### EXERCISE OBJECTIVE
From the opening line of the records through the line bearing "use serde_json::Value;", set down every line exactly.

### ENTRIES SUPPLIED ###

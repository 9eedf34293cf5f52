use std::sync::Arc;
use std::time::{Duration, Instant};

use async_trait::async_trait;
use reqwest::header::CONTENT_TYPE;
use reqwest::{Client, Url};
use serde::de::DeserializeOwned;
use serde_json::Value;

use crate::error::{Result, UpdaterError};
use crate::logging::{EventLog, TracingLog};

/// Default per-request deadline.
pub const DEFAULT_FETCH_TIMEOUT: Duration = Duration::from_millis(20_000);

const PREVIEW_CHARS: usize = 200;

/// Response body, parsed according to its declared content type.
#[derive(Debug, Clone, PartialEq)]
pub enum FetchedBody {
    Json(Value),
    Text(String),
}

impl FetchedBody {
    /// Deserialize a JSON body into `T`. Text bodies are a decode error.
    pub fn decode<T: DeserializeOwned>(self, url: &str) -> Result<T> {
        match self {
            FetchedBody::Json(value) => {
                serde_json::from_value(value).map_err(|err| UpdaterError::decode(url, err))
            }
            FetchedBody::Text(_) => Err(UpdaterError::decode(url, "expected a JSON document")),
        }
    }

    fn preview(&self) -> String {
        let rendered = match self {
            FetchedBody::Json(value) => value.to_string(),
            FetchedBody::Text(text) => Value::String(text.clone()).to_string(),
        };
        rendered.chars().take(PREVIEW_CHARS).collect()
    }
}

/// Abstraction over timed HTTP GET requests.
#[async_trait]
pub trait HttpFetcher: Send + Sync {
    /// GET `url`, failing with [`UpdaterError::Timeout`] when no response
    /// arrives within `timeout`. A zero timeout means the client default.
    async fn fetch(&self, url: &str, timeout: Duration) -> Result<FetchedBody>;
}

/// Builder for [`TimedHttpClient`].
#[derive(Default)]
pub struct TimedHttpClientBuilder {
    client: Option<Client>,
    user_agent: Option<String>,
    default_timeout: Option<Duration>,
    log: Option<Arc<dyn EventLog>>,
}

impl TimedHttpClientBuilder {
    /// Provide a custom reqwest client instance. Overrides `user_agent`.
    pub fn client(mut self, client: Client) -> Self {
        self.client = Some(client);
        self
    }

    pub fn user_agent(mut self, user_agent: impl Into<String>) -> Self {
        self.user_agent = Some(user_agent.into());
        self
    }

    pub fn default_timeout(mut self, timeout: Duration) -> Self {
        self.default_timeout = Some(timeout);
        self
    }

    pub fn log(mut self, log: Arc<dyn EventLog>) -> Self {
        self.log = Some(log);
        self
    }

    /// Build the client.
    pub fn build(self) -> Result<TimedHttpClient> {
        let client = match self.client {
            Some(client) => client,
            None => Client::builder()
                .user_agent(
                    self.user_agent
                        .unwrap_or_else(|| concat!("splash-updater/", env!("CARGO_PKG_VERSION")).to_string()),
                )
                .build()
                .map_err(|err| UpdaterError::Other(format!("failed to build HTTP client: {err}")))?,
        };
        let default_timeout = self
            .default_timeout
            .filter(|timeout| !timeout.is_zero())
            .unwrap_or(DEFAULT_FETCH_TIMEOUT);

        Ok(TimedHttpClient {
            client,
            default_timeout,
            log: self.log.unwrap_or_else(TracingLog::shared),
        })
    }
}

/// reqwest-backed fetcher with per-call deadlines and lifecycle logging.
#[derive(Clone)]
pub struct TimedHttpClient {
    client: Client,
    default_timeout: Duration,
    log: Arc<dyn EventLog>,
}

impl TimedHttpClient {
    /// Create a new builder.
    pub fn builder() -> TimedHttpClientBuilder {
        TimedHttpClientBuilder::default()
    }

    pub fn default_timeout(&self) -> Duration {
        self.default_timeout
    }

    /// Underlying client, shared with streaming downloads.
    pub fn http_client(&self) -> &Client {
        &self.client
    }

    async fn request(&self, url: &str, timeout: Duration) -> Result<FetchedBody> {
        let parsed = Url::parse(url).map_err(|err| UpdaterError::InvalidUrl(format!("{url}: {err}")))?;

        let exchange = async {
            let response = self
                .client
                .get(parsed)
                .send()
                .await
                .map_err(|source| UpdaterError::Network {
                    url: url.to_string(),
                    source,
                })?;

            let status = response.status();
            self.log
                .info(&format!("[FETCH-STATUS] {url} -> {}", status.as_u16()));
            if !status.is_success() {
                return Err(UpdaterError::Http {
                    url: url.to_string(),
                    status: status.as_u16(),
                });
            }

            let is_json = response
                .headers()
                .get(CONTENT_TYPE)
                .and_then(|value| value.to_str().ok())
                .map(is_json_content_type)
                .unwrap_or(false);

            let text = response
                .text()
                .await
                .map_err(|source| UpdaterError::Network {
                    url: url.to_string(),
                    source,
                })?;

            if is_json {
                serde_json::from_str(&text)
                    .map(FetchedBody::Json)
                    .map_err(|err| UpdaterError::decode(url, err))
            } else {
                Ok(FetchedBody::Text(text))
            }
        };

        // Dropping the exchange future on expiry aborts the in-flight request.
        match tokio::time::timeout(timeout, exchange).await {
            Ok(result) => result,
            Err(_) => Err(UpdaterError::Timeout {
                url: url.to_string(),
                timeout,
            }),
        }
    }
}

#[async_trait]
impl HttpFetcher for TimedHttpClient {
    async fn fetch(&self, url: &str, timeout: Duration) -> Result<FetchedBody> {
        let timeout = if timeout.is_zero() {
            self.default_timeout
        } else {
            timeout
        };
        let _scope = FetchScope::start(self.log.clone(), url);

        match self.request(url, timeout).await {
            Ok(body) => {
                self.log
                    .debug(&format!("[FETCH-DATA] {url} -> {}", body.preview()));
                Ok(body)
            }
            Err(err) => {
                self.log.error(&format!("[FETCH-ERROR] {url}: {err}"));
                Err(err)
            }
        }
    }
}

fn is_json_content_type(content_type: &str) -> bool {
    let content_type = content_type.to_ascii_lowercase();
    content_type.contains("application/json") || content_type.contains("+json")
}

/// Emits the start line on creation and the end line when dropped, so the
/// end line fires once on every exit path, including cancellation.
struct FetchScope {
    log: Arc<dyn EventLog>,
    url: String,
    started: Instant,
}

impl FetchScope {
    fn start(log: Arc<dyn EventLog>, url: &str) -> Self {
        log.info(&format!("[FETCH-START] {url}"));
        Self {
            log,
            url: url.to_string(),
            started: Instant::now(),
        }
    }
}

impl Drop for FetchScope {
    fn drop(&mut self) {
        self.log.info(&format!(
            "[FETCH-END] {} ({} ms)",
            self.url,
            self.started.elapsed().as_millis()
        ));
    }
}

###

### RESPONSE AREA
repository 9eedf34293cf5f52
use std::sync::Arc;
use std::time::{Duration, Instant};

use async_trait::async_trait;
use reqwest::header::CONTENT_TYPE;
use reqwest::{Client, Url};
use serde::de::DeserializeOwned;
use serde_json::Value;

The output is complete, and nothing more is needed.